Pour l’anecdote, bien qu’il ait totalement révolutionné le système pédagogique soviétique et qu’il se considère lui-même comme socialiste, il ne fut jamais membre du parti communiste, malgré une demande d’adhésion déposée quelques semaines avant sa mort.
Et Makarenko ça donne quoi aujourd’hui ?
Confronté à un défi éducatif titanesque, Makarenko s’appuie sur plusieurs principes-clés pour éduquer les jeunes en difficulté, comme :
• L’instruction ne peut être pensée sans le travail, au sens manuel. L’objectif de Makarenko est de faire de ces jeunes des techniciens qualifiés, instruits et utiles au collectif. Aussi, le travail productif joue un rôle prépondérant au sein de ses structures, au même titre que les études.

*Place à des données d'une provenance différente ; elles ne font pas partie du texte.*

pub mod compose;
pub mod extraction;
pub mod fraud;
pub mod matching;
pub mod processor;
pub mod types;
pub mod validation;

pub use compose::*;
pub use processor::*;
pub use types::*;
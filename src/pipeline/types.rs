//! Canonical domain types for the attestation workflow, plus the traits
//! behind which the registry database hides.
//!
//! `ExtractedAttestation` is created once per request by the extractor and
//! immutable afterwards. Every leaf is independently optional: an absent
//! analyzer field becomes `None` (or `false` for the signature flag), never
//! an error — downstream rules treat `None` as "unknown".

use chrono::{DateTime, NaiveDate, Utc};
use serde::Serialize;
use uuid::Uuid;

use crate::outbound::OutboundError;

#[derive(Debug, Clone, Default, PartialEq, Serialize)]
pub struct PatientInfo {
    pub full_name: Option<String>,
    pub national_id: Option<String>,
    pub birth_date: Option<NaiveDate>,
    pub address: Option<String>,
    pub postal_city: Option<String>,
}

#[derive(Debug, Clone, Default, PartialEq, Serialize)]
pub struct DoctorInfo {
    /// Name with title markers ("Dr.", "Arts", "Doctor") already stripped.
    pub full_name: Option<String>,
    /// Normalized to canonical `NNNNN-NN` form when present.
    pub registry_number: Option<String>,
    pub address: Option<String>,
    pub postal_city: Option<String>,
    pub phone: Option<String>,
}

#[derive(Debug, Clone, Default, PartialEq, Serialize)]
pub struct IncapacityPeriod {
    pub start_date: Option<NaiveDate>,
    pub end_date: Option<NaiveDate>,
    /// Date the certificate itself was issued.
    pub certificate_date: Option<NaiveDate>,
    pub may_leave_home: Option<bool>,
}

/// Canonical record of one uploaded absence certificate.
#[derive(Debug, Clone, Default, PartialEq, Serialize)]
pub struct ExtractedAttestation {
    pub patient: PatientInfo,
    pub doctor: DoctorInfo,
    pub incapacity: IncapacityPeriod,
    pub has_signature: bool,
    /// Analyzer-produced free text, display only.
    pub summary: Option<String>,
}

// ---------------------------------------------------------------------------
// Doctor registry
// ---------------------------------------------------------------------------

/// One row of the doctor registry.
#[derive(Debug, Clone, PartialEq, Serialize)]
pub struct RegistryDoctor {
    pub registry_number: String,
    pub first_name: Option<String>,
    pub last_name: String,
    pub city: Option<String>,
}

impl RegistryDoctor {
    pub fn full_name(&self) -> String {
        match &self.first_name {
            Some(first) => format!("{first} {}", self.last_name),
            None => self.last_name.clone(),
        }
    }
}

/// Which matching tier produced the verdict.
#[derive(Debug, Clone, Copy, PartialEq, Eq, Serialize)]
#[serde(rename_all = "lowercase")]
pub enum MatchTier {
    Exact,
    Fuzzy,
    None,
}

/// Outcome of the doctor registry check. `fraud_detected` is always the
/// negation of `doctor_found` — an unverifiable doctor is treated as fraud.
#[derive(Debug, Clone, PartialEq, Serialize)]
pub struct DoctorVerdict {
    pub doctor_found: bool,
    pub fraud_detected: bool,
    pub match_tier: MatchTier,
    pub matched: Option<RegistryDoctor>,
}

impl DoctorVerdict {
    pub fn exact(row: RegistryDoctor) -> Self {
        DoctorVerdict {
            doctor_found: true,
            fraud_detected: false,
            match_tier: MatchTier::Exact,
            matched: Some(row),
        }
    }

    pub fn fuzzy(row: RegistryDoctor) -> Self {
        DoctorVerdict {
            doctor_found: true,
            fraud_detected: false,
            match_tier: MatchTier::Fuzzy,
            matched: Some(row),
        }
    }

    pub fn not_found() -> Self {
        DoctorVerdict {
            doctor_found: false,
            fraud_detected: true,
            match_tier: MatchTier::None,
            matched: None,
        }
    }
}

/// Registry lookups. Unreachability is an `OutboundError` (technical),
/// never a fraud verdict.
pub trait DoctorRegistry {
    fn find_by_registry_number(
        &self,
        number: &str,
    ) -> Result<Option<RegistryDoctor>, OutboundError>;

    fn find_by_name_and_location(
        &self,
        last_name: &str,
        city_hint: Option<&str>,
    ) -> Result<Option<RegistryDoctor>, OutboundError>;
}

// ---------------------------------------------------------------------------
// Fraud cases
// ---------------------------------------------------------------------------

/// Persisted record flagging a document for human review. Created at most
/// once per request; owned by the case store once inserted.
#[derive(Debug, Clone, PartialEq, Serialize)]
pub struct FraudCase {
    pub case_id: Uuid,
    pub created_at: DateTime<Utc>,
    pub patient_name: Option<String>,
    pub patient_national_id: Option<String>,
    pub doctor_name: Option<String>,
    pub claimed_registry_number: Option<String>,
    pub claimed_start_date: Option<NaiveDate>,
    pub claimed_end_date: Option<NaiveDate>,
    pub reason: String,
    pub priority: i64,
    pub status: String,
}

/// Outbound case insertion.
pub trait CaseStore {
    fn insert_case(&self, case: &FraudCase) -> Result<Uuid, OutboundError>;
}

#[cfg(test)]
mod tests {
    use super::*;

    #[test]
    fn verdict_constructors_keep_fraud_negated() {
        let row = RegistryDoctor {
            registry_number: "12345-67".into(),
            first_name: Some("An".into()),
            last_name: "Peeters".into(),
            city: Some("Gent".into()),
        };

        let exact = DoctorVerdict::exact(row.clone());
        assert!(exact.doctor_found && !exact.fraud_detected);
        assert_eq!(exact.match_tier, MatchTier::Exact);

        let fuzzy = DoctorVerdict::fuzzy(row);
        assert!(fuzzy.doctor_found && !fuzzy.fraud_detected);
        assert_eq!(fuzzy.match_tier, MatchTier::Fuzzy);

        let none = DoctorVerdict::not_found();
        assert!(!none.doctor_found && none.fraud_detected);
        assert_eq!(none.match_tier, MatchTier::None);
        assert!(none.matched.is_none());
    }

    #[test]
    fn registry_doctor_full_name() {
        let row = RegistryDoctor {
            registry_number: "12345-67".into(),
            first_name: None,
            last_name: "Peeters".into(),
            city: None,
        };
        assert_eq!(row.full_name(), "Peeters");
    }
}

• L’éducation n’est pas seulement l’affaire de l’instituteur et il ne faut pas réduire le processus pédagogique à l’interaction de deux personnes, l’instituteur et l’élève. L’éducation est un processus social complexe et nécessite de forts liens entre la « collectivité éducative » stricto sensu et l’extérieur.
• Si l’éducateur « ne peut pas tout », Makarenko se bat aussi contre ce qui est aujourd’hui appelé « l’éducation libre » et rappelle ainsi le rôle éducatif central que doit jouer l’éducateur pour encadrer et guider les élèves dans leur développement.

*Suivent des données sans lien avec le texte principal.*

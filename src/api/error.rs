//! API error types with structured JSON responses.

use axum::http::StatusCode;
use axum::response::{IntoResponse, Response};
use axum::Json;
use serde::Serialize;

/// Structured error response body.
#[derive(Debug, Serialize)]
pub struct ErrorBody {
    pub error: ErrorDetail,
}

#[derive(Debug, Serialize)]
pub struct ErrorDetail {
    pub code: &'static str,
    pub message: String,
}

/// API-level errors with HTTP status mapping.
///
/// Failures inside the workflow itself do not surface here: the processor
/// folds them into an `AttestationResult` with its own status code. These
/// variants cover problems with the request before processing starts.
#[derive(Debug, thiserror::Error)]
pub enum ApiError {
    #[error("Invalid request: {0}")]
    BadRequest(String),
    #[error("Internal error: {0}")]
    Internal(String),
}

impl IntoResponse for ApiError {
    fn into_response(self) -> Response {
        let (status, code, message) = match &self {
            ApiError::BadRequest(detail) => {
                (StatusCode::BAD_REQUEST, "BAD_REQUEST", detail.clone())
            }
            ApiError::Internal(detail) => {
                tracing::error!(detail, "API internal error");
                (
                    StatusCode::INTERNAL_SERVER_ERROR,
                    "INTERNAL",
                    "An internal error occurred".to_string(),
                )
            }
        };

        let body = ErrorBody {
            error: ErrorDetail { code, message },
        };

        (status, Json(body)).into_response()
    }
}
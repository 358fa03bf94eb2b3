//! Attestation processing orchestrator.
//!
//! Single entry point that drives the full workflow:
//! analyze → extract → validate rules → match doctor → record fraud case →
//! compose result. Components never call each other — this is the only
//! place that sequences them and handles cross-cutting failures.
//!
//! Collaborators are trait objects so the orchestrator is fully testable
//! with mock implementations.

use chrono::Utc;

use crate::analyzer::DocumentAnalyzer;
use crate::messages::Language;
use crate::outbound::OutboundError;
use crate::pipeline::compose::{self, AttestationResult};
use crate::pipeline::types::{CaseStore, DoctorRegistry};
use crate::pipeline::{extraction, fraud, matching, validation};

/// Orchestrates the attestation workflow. Stateless between requests:
/// one call to [`AttestationProcessor::process`] is one linear pass.
pub struct AttestationProcessor {
    analyzer: Box<dyn DocumentAnalyzer + Send + Sync>,
    registry: Box<dyn DoctorRegistry + Send + Sync>,
    cases: Box<dyn CaseStore + Send + Sync>,
}

impl AttestationProcessor {
    pub fn new(
        analyzer: Box<dyn DocumentAnalyzer + Send + Sync>,
        registry: Box<dyn DoctorRegistry + Send + Sync>,
        cases: Box<dyn CaseStore + Send + Sync>,
    ) -> Self {
        Self {
            analyzer,
            registry,
            cases,
        }
    }

    /// Process one uploaded document end to end.
    ///
    /// Always returns a composed result: an outbound failure anywhere in
    /// the workflow short-circuits into a `technical` response (no fraud
    /// case, no validation outcome) instead of propagating.
    pub fn process(&self, file_bytes: &[u8], file_name: &str, lang: Language) -> AttestationResult {
        match self.run(file_bytes, file_name, lang) {
            Ok(result) => result,
            Err(e) => {
                tracing::error!(
                    document = %file_name,
                    service = e.service(),
                    error = %e,
                    "Attestation workflow aborted by outbound failure"
                );
                compose::technical_result(&e, lang)
            }
        }
    }

    fn run(
        &self,
        file_bytes: &[u8],
        file_name: &str,
        lang: Language,
    ) -> Result<AttestationResult, OutboundError> {
        tracing::info!(document = %file_name, size = file_bytes.len(), "Processing attestation");

        // Step 1: analyze the document (opaque remote call).
        let raw = self.analyzer.analyze(file_bytes, file_name)?;

        // Step 2: map raw fields onto the canonical attestation.
        let attestation = extraction::extract(&raw);

        // Step 3: business rules.
        let today = Utc::now().date_naive();
        let rules = validation::validate(&attestation, today);

        // Step 4: two-tier registry match.
        let verdict = matching::match_doctor(self.registry.as_ref(), &attestation.doctor)?;

        // Step 5: record a fraud case when warranted.
        let case_id = fraud::record_if_warranted(
            self.cases.as_ref(),
            &attestation,
            &rules,
            &verdict,
            lang,
            Utc::now(),
        )?;

        // Step 6: compose the response.
        Ok(compose::compose(
            &attestation,
            &rules,
            &verdict,
            case_id,
            file_name,
            Utc::now(),
            lang,
        ))
    }
}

• L’enseignement, et plus largement l’éducation, se doit d’être pluridisciplinaire et d’intégrer aussi bien des activités intellectuelles que manuelles, sociales, esthétiques ou encore sportives.
• Tout élève doit être éduqué dans des conditions de rapports humains proches de la réalité, dans des conditions de collectivisme. Aussi, chacun, dès le plus jeune âge, doit participer à la gestion et à l’organisation de la collectivité, qui doit être profondément démocratique. C’est par et grâce au collectif que prospèrent la créativité, la liberté individuelle et l’égalité.

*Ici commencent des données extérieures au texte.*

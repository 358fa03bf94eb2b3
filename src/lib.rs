pub mod analyzer; // Document analysis client
pub mod api; // HTTP surface
pub mod config;
pub mod db; // Doctor registry + fraud case store
pub mod messages; // Localized labels and result texts
pub mod outbound;
pub mod pipeline; // Extraction → validation → matching → composition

• Théorie et pratique ne peuvent être séparées. Si des idées-clés (les siennes, par exemple) peuvent guider l’éducateur ou l’enseignant, il faut savoir les tester sur le terrain, les faire évoluer, et s’adapter à son contexte éducatif.
Ses œuvres, tirées à des millions d’exemplaires et ce, sur tous les continents, sont encore aujourd’hui largement étudiées et utilisées au sein d’institutions spécialisées, notamment dédiées à la réinsertion.
Ses principes-clés, comme l’intégration du travail et de la vie en communauté dans l’éducation, le développement individuel au service du collectif ou encore la nécessité d’une approche pluridisciplinaire dans le processus pédagogique semblent plus que jamais d’actualité.
Quelques ouvrages d’Anton Makarenko à consulter :
– Œuvres pédagogiques Tome 1 et 2
– Le maître insurgé
– L’Éducation du Travail
– Pour l’école du peuple
– Le poème pédagogique
À noter : une grande partie de sa théorie a été développée lors de conférences et discours.